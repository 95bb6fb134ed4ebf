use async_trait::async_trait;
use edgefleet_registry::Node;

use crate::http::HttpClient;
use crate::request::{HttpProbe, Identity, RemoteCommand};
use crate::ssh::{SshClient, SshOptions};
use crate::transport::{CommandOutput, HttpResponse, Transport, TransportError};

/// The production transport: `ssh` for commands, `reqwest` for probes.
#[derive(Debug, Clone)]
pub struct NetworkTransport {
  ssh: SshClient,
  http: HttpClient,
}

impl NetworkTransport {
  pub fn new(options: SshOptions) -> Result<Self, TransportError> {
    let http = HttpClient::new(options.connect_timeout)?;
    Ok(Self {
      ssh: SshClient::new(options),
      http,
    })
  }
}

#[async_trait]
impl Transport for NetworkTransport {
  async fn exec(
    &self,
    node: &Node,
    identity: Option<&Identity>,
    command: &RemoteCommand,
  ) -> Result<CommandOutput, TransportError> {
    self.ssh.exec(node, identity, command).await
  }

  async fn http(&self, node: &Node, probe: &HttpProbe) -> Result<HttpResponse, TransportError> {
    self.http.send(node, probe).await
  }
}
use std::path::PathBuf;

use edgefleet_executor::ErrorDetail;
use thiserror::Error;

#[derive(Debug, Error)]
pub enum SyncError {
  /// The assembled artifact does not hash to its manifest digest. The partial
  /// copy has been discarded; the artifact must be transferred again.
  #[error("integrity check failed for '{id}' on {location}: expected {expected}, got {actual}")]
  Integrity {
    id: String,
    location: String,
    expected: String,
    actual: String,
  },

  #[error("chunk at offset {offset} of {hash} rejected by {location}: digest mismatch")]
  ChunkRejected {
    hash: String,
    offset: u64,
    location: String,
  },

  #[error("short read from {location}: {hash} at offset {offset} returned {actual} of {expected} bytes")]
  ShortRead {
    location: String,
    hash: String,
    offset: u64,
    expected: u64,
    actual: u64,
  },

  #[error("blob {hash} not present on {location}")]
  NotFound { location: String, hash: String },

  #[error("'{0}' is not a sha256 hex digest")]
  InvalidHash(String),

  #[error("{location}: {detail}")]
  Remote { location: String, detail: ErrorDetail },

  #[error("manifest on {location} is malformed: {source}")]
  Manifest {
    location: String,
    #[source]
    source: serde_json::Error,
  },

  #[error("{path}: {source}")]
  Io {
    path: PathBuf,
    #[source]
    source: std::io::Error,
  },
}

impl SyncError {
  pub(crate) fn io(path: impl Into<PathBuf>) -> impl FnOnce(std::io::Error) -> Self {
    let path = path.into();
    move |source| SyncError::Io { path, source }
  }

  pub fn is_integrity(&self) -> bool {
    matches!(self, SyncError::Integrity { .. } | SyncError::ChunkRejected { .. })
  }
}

######

Copy out the entries above without altering a single character.

EXERCISE OUTPUT:
repository 95bb6fb134ed4ebf
use async_trait::async_trait;
use edgefleet_registry::Node;

use crate::http::HttpClient;
use crate::request::{HttpProbe, Identity, RemoteCommand};
use crate::ssh::{SshClient, SshOptions};
use crate::transport::{CommandOutput, HttpResponse, Transport, TransportError};

/// The production transport: `ssh` for commands, `reqwest` for probes.
#[derive(Debug, Clone)]
pub struct NetworkTransport {
  ssh: SshClient,
  http: HttpClient,
}

impl NetworkTransport {
  pub fn new(options: SshOptions) -> Result<Self, TransportError> {
    let http = HttpClient::new(options.connect_timeout)?;
    Ok(Self {
      ssh: SshClient::new(options),
      http,
    })
  }
}

#[async_trait]
impl Transport for NetworkTransport {
  async fn exec(
    &self,
    node: &Node,
    identity: Option<&Identity>,
    command: &RemoteCommand,
  ) -> Result<CommandOutput, TransportError> {
    self.ssh.exec(node, identity, command).await
  }

  async fn http(&self, node: &Node, probe: &HttpProbe) -> Result<HttpResponse, TransportError> {
    self.http.send(node, probe).await
  }
}
use std::path::PathBuf;

use edgefleet_executor::ErrorDetail;
use thiserror::Error;

#[derive(Debug, Error)]
pub enum SyncError {
  /// The assembled artifact does not hash to its manifest digest. The partial
  /// copy has been discarded; the artifact must be transferred again.
  #[error("integrity check failed for '{id}' on {location}: expected {expected}, got {actual}")]
  Integrity {
    id: String,
    location: String,
    expected: String,
    actual: String,
  },

  #[error("chunk at offset {offset} of {hash} rejected by {location}: digest mismatch")]
  ChunkRejected {
    hash: String,
    offset: u64,
    location: String,
  },

  #[error("short read from {location}: {hash} at offset {offset} returned {actual} of {expected} bytes")]
  ShortRead {
    location: String,
    hash: String,
    offset: u64,
    expected: u64,
    actual: u64,
  },

  #[error("blob {hash} not present on {location}")]
  NotFound { location: String, hash: String },

  #[error("'{0}' is not a sha256 hex digest")]
  InvalidHash(String),

  #[error("{location}: {detail}")]
  Remote { location: String, detail: ErrorDetail },

  #[error("manifest on {location} is malformed: {source}")]
  Manifest {
    location: String,
    #[source]
    source: serde_json::Error,
  },

  #[error("{path}: {source}")]
  Io {
    path: PathBuf,
    #[source]
    source: std::io::Error,
  },
}

impl SyncError {
  pub(crate) fn io(path: impl Into<PathBuf>) -> impl FnOnce(std::io::Error) -> Self {
    let path = path.into();
    move |source| SyncError::Io { path, source }
  }

  pub fn is_integrity(&self) -> bool {
    matches!(self, SyncError::Integrity { .. } | SyncError::ChunkRejected { .. })
  }
}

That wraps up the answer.